Proposed Forensic Discharge Planning Structure
Forensic discharge planning should be provided by community services board (CSB) staff and should begin as soon as possible upon entry into the jail and prior to jail release. It should continue no less than 30 days post-release to ensure a smooth transition.
• Caseload size for a full-time forensic discharge planner should be approximately 20 clients, as these individuals will likely be high need and high intensity.
• Forensic discharge planning should be made available in every jail in Virginia, for every inmate with an SMI.
• DBHDS supports use of the “APIC Model” – Assess, Plan, Identify, and Coordinate – of discharge planning and principles of the Risk Needs Responsivity (RNR) model in identifying levels of risk and needs.3
Proposed Implementation Plan
The total cost to fund a robust forensic discharge planning system from all local and regional jails is $12,367,400 annually. DBHDS proposes a tiered approach to implementation based upon the percentage of SMI inmates in each jail.
• Phase 1: Funding should be allocated to the five (5) jails with the highest percentage of SMI inmates, which house one-third of the inmates with SMI in Virginia’s local and regional jails. Funding this Phase would total $4,109,900.
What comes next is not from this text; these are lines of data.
// SPDX-FileCopyrightText: © 2025 StreamKit Contributors
//
// SPDX-License-Identifier: MPL-2.0

use figment::{
    providers::{Env, Format, Toml},
    Figment,
};
use hapcam_core::{validate_cameras, CameraRuntimeConfig, HapCamError};
use hapcam_snapshot::SnapshotSettings;
use hapcam_stream::TranscoderSettings;
use schemars::JsonSchema;
use serde::{Deserialize, Serialize};
use std::collections::{HashMap, HashSet};
use std::time::Duration;
use tracing::Level;

/// Log level for filtering messages.
#[derive(Deserialize, Serialize, Debug, Clone, Default, JsonSchema)]
#[serde(rename_all = "lowercase")]
pub enum LogLevel {
    Debug,
    #[default]
    Info,
    Warn,
    Error,
}

impl From<LogLevel> for Level {
    fn from(level: LogLevel) -> Self {
        match level {
            LogLevel::Debug => Self::DEBUG,
            LogLevel::Info => Self::INFO,
            LogLevel::Warn => Self::WARN,
            LogLevel::Error => Self::ERROR,
        }
    }
}

const fn default_true() -> bool {
    true
}

/// Log file format options.
#[derive(Deserialize, Serialize, Debug, Clone, Copy, Default, JsonSchema)]
#[serde(rename_all = "lowercase")]
pub enum LogFormat {
    #[default]
    Text,
    Json,
}

/// Logging configuration for console and file output.
#[derive(Deserialize, Serialize, Debug, Clone, JsonSchema)]
pub struct LogConfig {
    #[serde(default = "default_true")]
    pub console_enable: bool,
    #[serde(default)]
    pub file_enable: bool,
    #[serde(default)]
    pub console_level: LogLevel,
    #[serde(default)]
    pub file_level: LogLevel,
    #[serde(default)]
    pub file_path: String,
    /// Format for file logging: "text" (default) or "json"
    #[serde(default)]
    pub file_format: LogFormat,
}

impl Default for LogConfig {
    fn default() -> Self {
        Self {
            console_enable: true,
            file_enable: false,
            console_level: LogLevel::default(),
            file_level: LogLevel::Info,
            file_path: "./hapcam.log".to_string(),
            file_format: LogFormat::default(),
        }
    }
}

/// OpenTelemetry metrics configuration.
#[derive(Deserialize, Serialize, Debug, Clone, JsonSchema)]
pub struct TelemetryConfig {
    #[serde(default = "default_true")]
    pub enable: bool,
    /// OTLP/HTTP metrics endpoint (e.g. `http://localhost:4318/v1/metrics`).
    /// Metrics are collected but not exported when unset.
    pub otlp_endpoint: Option<String>,
    #[serde(default)]
    pub otlp_headers: HashMap<String, String>,
}

impl Default for TelemetryConfig {
    fn default() -> Self {
        Self { enable: true, otlp_endpoint: None, otlp_headers: HashMap::new() }
    }
}

const fn default_bridge_join_timeout_ms() -> u64 {
    5000
}

/// EX_TEMPFAIL: the supervisor is expected to start the gateway again.
const fn default_restart_exit_code() -> i32 {
    75
}

/// Bridge teardown policy.
#[derive(Deserialize, Serialize, Debug, Clone, JsonSchema)]
pub struct ShutdownConfig {
    /// How long to wait for a bridge thread after asking it to stop.
    #[serde(default = "default_bridge_join_timeout_ms")]
    pub bridge_join_timeout_ms: u64,
    /// Exit code used when a bridge thread does not stop in time and the
    /// gateway has to be restarted as a whole.
    #[serde(default = "default_restart_exit_code")]
    pub restart_exit_code: i32,
}

impl Default for ShutdownConfig {
    fn default() -> Self {
        Self {
            bridge_join_timeout_ms: default_bridge_join_timeout_ms(),
            restart_exit_code: default_restart_exit_code(),
        }
    }
}

impl ShutdownConfig {
    pub const fn bridge_join_timeout(&self) -> Duration {
        Duration::from_millis(self.bridge_join_timeout_ms)
    }
}

/// One HomeKit bridge and the cameras it exposes.
#[derive(Deserialize, Serialize, Debug, Clone, JsonSchema)]
pub struct BridgeConfig {
    pub name: String,
    #[serde(default)]
    pub cameras: Vec<CameraRuntimeConfig>,
}

/// Root configuration for the camera gateway.
#[derive(Deserialize, Serialize, Debug, Clone, Default, JsonSchema)]
pub struct Config {
    #[serde(default)]
    pub log: LogConfig,

    #[serde(default)]
    pub telemetry: TelemetryConfig,

    #[serde(default)]
    pub transcoder: TranscoderSettings,

    #[serde(default)]
    pub snapshots: SnapshotSettings,

    #[serde(default)]
    pub shutdown: ShutdownConfig,

    #[serde(default)]
    pub bridges: Vec<BridgeConfig>,
}

impl Config {
    /// Every camera across all bridges.
    pub fn cameras(&self) -> impl Iterator<Item = &CameraRuntimeConfig> {
        self.bridges.iter().flat_map(|b| b.cameras.iter())
    }

    /// Checks bridge names and every camera. Camera keys must be unique across bridges.
    ///
    /// # Errors
    ///
    /// Returns `HapCamError::Configuration` describing the first problem found.
    pub fn validate(&self) -> Result<(), HapCamError> {
        let mut names = HashSet::new();
        for bridge in &self.bridges {
            if bridge.name.trim().is_empty() {
                return Err(HapCamError::Configuration("bridge name must not be empty".to_string()));
            }
            if !names.insert(bridge.name.as_str()) {
                return Err(HapCamError::Configuration(format!(
                    "bridge name '{}' is used more than once",
                    bridge.name
                )));
            }
        }
        validate_cameras(self.cameras())
    }
}

#[derive(Debug)]
pub struct ConfigLoadResult {
    pub config: Config,
    pub file_missing: Option<String>,
}

/// Loads the configuration from defaults, a TOML file, and `HAPCAM_` environment variables.
///
/// # Errors
///
/// Returns an error if:
/// - The configuration file exists but contains invalid TOML syntax
/// - Environment variables are set but contain invalid values
pub fn load(config_path: &str) -> Result<ConfigLoadResult, Box<figment::Error>> {
    let mut figment =
        Figment::new().merge(figment::providers::Serialized::defaults(Config::default()));

    let mut file_missing = None;

    if std::path::Path::new(config_path).exists() {
        figment = figment.merge(Toml::file(config_path));
    } else {
        file_missing = Some(config_path.to_string());
    }

    let config: Config =
        figment.merge(Env::prefixed("HAPCAM_").split("__")).extract().map_err(Box::new)?;

    Ok(ConfigLoadResult { config, file_missing })
}

/// Generates the default configuration as a pretty-printed TOML string.
///
/// # Errors
///
/// Returns an error if the default configuration cannot be serialized to TOML.
pub fn generate_default() -> Result<String, toml::ser::Error> {
    let default_config = Config::default();
    toml::to_string_pretty(&default_config)
}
• Phase 2: Funding should be allocated to the ten (10) jails representing the next one-third of inmates with Serious Mental Illness in Virginia jails. Funding this Phase would total $4,099,200.
• Phase 3: Finally, the remaining 45 jails that represent the remaining third of the inmates with SMI should be funded, totaling $4,158,400
Even if funding is unavailable to fully implement each phase of this plan, should additional resources be made available, priority should be based upon the percentage of SMI in each jail, which will enable most individuals to access to this service as soon as possible.
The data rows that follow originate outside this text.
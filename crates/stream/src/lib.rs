// SPDX-FileCopyrightText: © 2025 StreamKit Contributors
//
// SPDX-License-Identifier: MPL-2.0

//! HapCam Stream - transcoder-backed HomeKit stream sessions.
//!
//! ## Modules
//!
//! - [`command`]: Builds the transcoder argument vector from camera and negotiated parameters
//! - [`controller`]: [`StreamSessionController`], one per camera
//! - [`watchdog`]: Liveness polling and crash cleanup
//! - [`log_pump`]: Stderr forwarding into `tracing`
//! - [`process`]: Subprocess launch, PID probe and termination

pub mod command;
pub mod controller;
pub mod error;
pub mod log_pump;
pub mod metrics;
pub mod process;
pub mod session;
pub mod settings;
pub mod watchdog;

pub use command::{audio_args, build_transcoder_args, video_args};
pub use controller::StreamSessionController;
pub use error::{SpawnError, TerminateError};
pub use log_pump::StderrLogPump;
pub use process::{check_transcoder, TranscoderProcess};
pub use settings::TranscoderSettings;
pub use watchdog::{ProcessWatchdog, WatchState, WatchdogTask};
In conclusion, funding for the implementation of comprehensive forensic discharge planning services throughout Virginia will enable better use of state and local resources (by allowing for better coordination of care and by more consistently referring individuals to non-crisis care), enhance public safety (by linking individuals to the care they need thus potentially mitigating future involvement in the criminal justice system), and enhance the quality of life for those who are struggling to extricate themselves from criminal justice involvement.
(*1) Virginia Acts of Assembly - 2017 Session, Chapter 192 (HB1784). Available at: http://lis.virginia.gov/cgi-bin/legp604.exe?ses=171&typ=bil&val=HB1784 and http://lis.virginia.gov/cgi-bin/legp604.exe?ses=171&typ=bil&val=SB941.
(*2) Virginia Compensation Board. (2016). Mental Illness in Jails Report: November, 2016. Available at: http://www.scb.virginia.gov/docs/2015mentalhealthreport.pdf.
O'Keefe, M.L. and Schnell, M.J. (2007). Offenders with Mental Illness in the Correctional System. Journal of Offender Rehabilitation, 45(1), pp. 81-104.
Lovell D, Gagliardi G.J., Peterson PD. (2002). Recidivism and Use of Services among Persons with Mental Illness after Release from Prison. Psychiatric Services, 53, pp. 1290-1296.